A military official in the region confirmed the action. He said 13 militants had been killed in the past few days.

On Thursday, troops cleared two militant strongholds in Hangu district. Residents and military officials said the security forces followed up by targeting militant positions in the nearby hills with artillery and helicopter gunships.

Hundreds of villagers fled the combat zone yesterday, after officials relaxed a curfew on a main road leading to Kohat, a garrison town about 25 miles northeast of Hangu.

The security situation across the northwest has deteriorated in recent weeks amid mounting pressure by Western allies on Pakistan to stop militants making cross-border attacks on their troops in Afghanistan.

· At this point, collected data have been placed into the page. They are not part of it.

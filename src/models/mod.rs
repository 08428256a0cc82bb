pub mod backup;
pub mod dataset;
pub mod session;
pub mod site_config;
pub mod user;
pub mod video;

pub use backup::{BackupBundle, LatestBackupPointer};
pub use dataset::Dataset;
pub use session::{NewSession, Session, SessionPatch};
pub use site_config::{SiteConfig, SiteConfigPatch, StorageCredentials};
pub use user::{NewUser, User, UserPatch};
pub use video::{NewVideo, Video, VideoDuration, VideoPatch};
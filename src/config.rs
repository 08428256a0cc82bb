use std::env;
use std::path::PathBuf;
use std::time::Duration;

use crate::backend::BackendKind;
use crate::constants::{
    DEFAULT_CACHE_TTL_SECS, DEFAULT_DATASET, DEFAULT_IO_TIMEOUT_SECS,
    DEFAULT_SESSION_TTL_HOURS, DEFAULT_SIGNED_URL_TTL_SECS,
};
use crate::document::{DocumentStoreOptions, LoadFailurePolicy, WriteMode};

/// Application configuration loaded from environment variables
#[derive(Debug, Clone)]
pub struct Config {
    pub server_host: String,
    pub server_port: u16,
    pub environment: String,
    pub allowed_origins: Vec<String>,
    /// SQLite file backing the relational mirror
    pub database_path: String,
    /// Filesystem root of the object store
    pub object_store_root: PathBuf,
    /// Public base URL used in signed object links
    pub object_store_url: String,
    pub bucket: String,
    pub dataset: String,
    pub backend: BackendKind,
    pub cache_ttl_secs: u64,
    pub io_timeout_secs: u64,
    pub load_failure_policy: LoadFailurePolicy,
    pub write_mode: WriteMode,
    pub backup_path: PathBuf,
    pub auto_backup: bool,
    pub url_signing_secret: String,
    pub admin_secret_key: Option<String>,
    pub signed_url_ttl_secs: u64,
    pub session_ttl_hours: i64,
}

impl Config {
    /// Load configuration from environment variables
    pub fn from_env() -> Result<Self, String> {
        // Load .env file if it exists (development)
        dotenvy::dotenv().ok();

        let server_host = env::var("SERVER_HOST").unwrap_or_else(|_| "0.0.0.0".to_string());
        let server_port = env::var("SERVER_PORT")
            .unwrap_or_else(|_| "8080".to_string())
            .parse()
            .map_err(|_| "Invalid SERVER_PORT")?;

        let environment = env::var("ENVIRONMENT").unwrap_or_else(|_| "development".to_string());

        let allowed_origins = env::var("ALLOWED_ORIGINS")
            .unwrap_or_else(|_| "http://localhost:5173".to_string())
            .split(',')
            .map(|s| s.trim().to_string())
            .filter(|s| !s.is_empty())
            .collect();

        let database_path =
            env::var("DATABASE_PATH").unwrap_or_else(|_| "./data/catalog.db".to_string());

        let object_store_root = env::var("OBJECT_STORE_ROOT")
            .unwrap_or_else(|_| "./data/objects".to_string())
            .into();

        let object_store_url = env::var("OBJECT_STORE_URL")
            .unwrap_or_else(|_| format!("http://localhost:{}", server_port));

        let bucket = env::var("BUCKET").unwrap_or_else(|_| "videosplus".to_string());
        let dataset = env::var("DATASET").unwrap_or_else(|_| DEFAULT_DATASET.to_string());

        let backend = env::var("BACKEND")
            .unwrap_or_else(|_| "document".to_string())
            .parse()
            .map_err(|_| "Invalid BACKEND (expected document or relational)")?;

        let cache_ttl_secs = env::var("CACHE_TTL_SECS")
            .unwrap_or_else(|_| DEFAULT_CACHE_TTL_SECS.to_string())
            .parse()
            .map_err(|_| "Invalid CACHE_TTL_SECS")?;

        let io_timeout_secs = env::var("IO_TIMEOUT_SECS")
            .unwrap_or_else(|_| DEFAULT_IO_TIMEOUT_SECS.to_string())
            .parse()
            .map_err(|_| "Invalid IO_TIMEOUT_SECS")?;

        let load_failure_policy = env::var("LOAD_FAILURE_POLICY")
            .unwrap_or_else(|_| "surface".to_string())
            .parse()
            .map_err(|_| "Invalid LOAD_FAILURE_POLICY (expected fallback or surface)")?;

        let write_mode = env::var("WRITE_MODE")
            .unwrap_or_else(|_| "last-writer-wins".to_string())
            .parse()
            .map_err(|_| "Invalid WRITE_MODE (expected last-writer-wins or optimistic)")?;

        let backup_path = env::var("BACKUP_PATH")
            .unwrap_or_else(|_| "./data/backup.json".to_string())
            .into();

        let auto_backup = env::var("AUTO_BACKUP")
            .unwrap_or_else(|_| "false".to_string())
            .parse()
            .map_err(|_| "Invalid AUTO_BACKUP (expected true or false)")?;

        let url_signing_secret = env::var("URL_SIGNING_SECRET")
            .map_err(|_| "URL_SIGNING_SECRET must be set for signed object URLs")?;

        let admin_secret_key = env::var("ADMIN_SECRET_KEY")
            .ok()
            .filter(|key| !key.is_empty());

        let signed_url_ttl_secs = env::var("SIGNED_URL_TTL_SECS")
            .unwrap_or_else(|_| DEFAULT_SIGNED_URL_TTL_SECS.to_string())
            .parse()
            .map_err(|_| "Invalid SIGNED_URL_TTL_SECS")?;

        let session_ttl_hours = env::var("SESSION_TTL_HOURS")
            .unwrap_or_else(|_| DEFAULT_SESSION_TTL_HOURS.to_string())
            .parse()
            .map_err(|_| "Invalid SESSION_TTL_HOURS")?;

        Ok(Config {
            server_host,
            server_port,
            environment,
            allowed_origins,
            database_path,
            object_store_root,
            object_store_url,
            bucket,
            dataset,
            backend,
            cache_ttl_secs,
            io_timeout_secs,
            load_failure_policy,
            write_mode,
            backup_path,
            auto_backup,
            url_signing_secret,
            admin_secret_key,
            signed_url_ttl_secs,
            session_ttl_hours,
        })
    }

    /// Get server address as string
    pub fn server_address(&self) -> String {
        format!("{}:{}", self.server_host, self.server_port)
    }

    /// Document store settings derived from this configuration
    pub fn document_options(&self) -> DocumentStoreOptions {
        DocumentStoreOptions {
            bucket: self.bucket.clone(),
            dataset: self.dataset.clone(),
            cache_ttl: Duration::from_secs(self.cache_ttl_secs),
            io_timeout: Duration::from_secs(self.io_timeout_secs),
            load_failure: self.load_failure_policy,
            write_mode: self.write_mode,
        }
    }

    pub fn signed_url_ttl(&self) -> Duration {
        Duration::from_secs(self.signed_url_ttl_secs)
    }
}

Afghan, US, and NATO officials say the flow of Islamist guerrillas into Afghanistan has increased after Pakistan's new civilian government, sworn in three months ago, sought to quell violence inside Pakistan by engaging Taliban factions in talks.

Doubting the government's sincerity, Pakistani Taliban leader Baitullah Mehsud suspended talks last month.

On Thursday, Mehsud warned violence would increase unless the provincial government in Peshawar, the capital of North West Frontier Province, resigned.

Mehsud was blamed for many of the suicide attacks that ripped through Pakistan in late 2007, including one that killed former prime minister Benazir Bhutto, whose party now heads the three-month-old coalition government.

Mehsud denies involvement in Bhutto's assassination, and many of her own party think he was being made a scapegoat.

Last week's insurgent ambush on the military convoy came days after police arrested a militant known as Rafiuddin, who is a deputy of Mehsud.

The provincial government has negotiated peace deals with militants and tribes, but concern is growing that the deals have strengthened the hand of Taliban and Al Qaeda militants.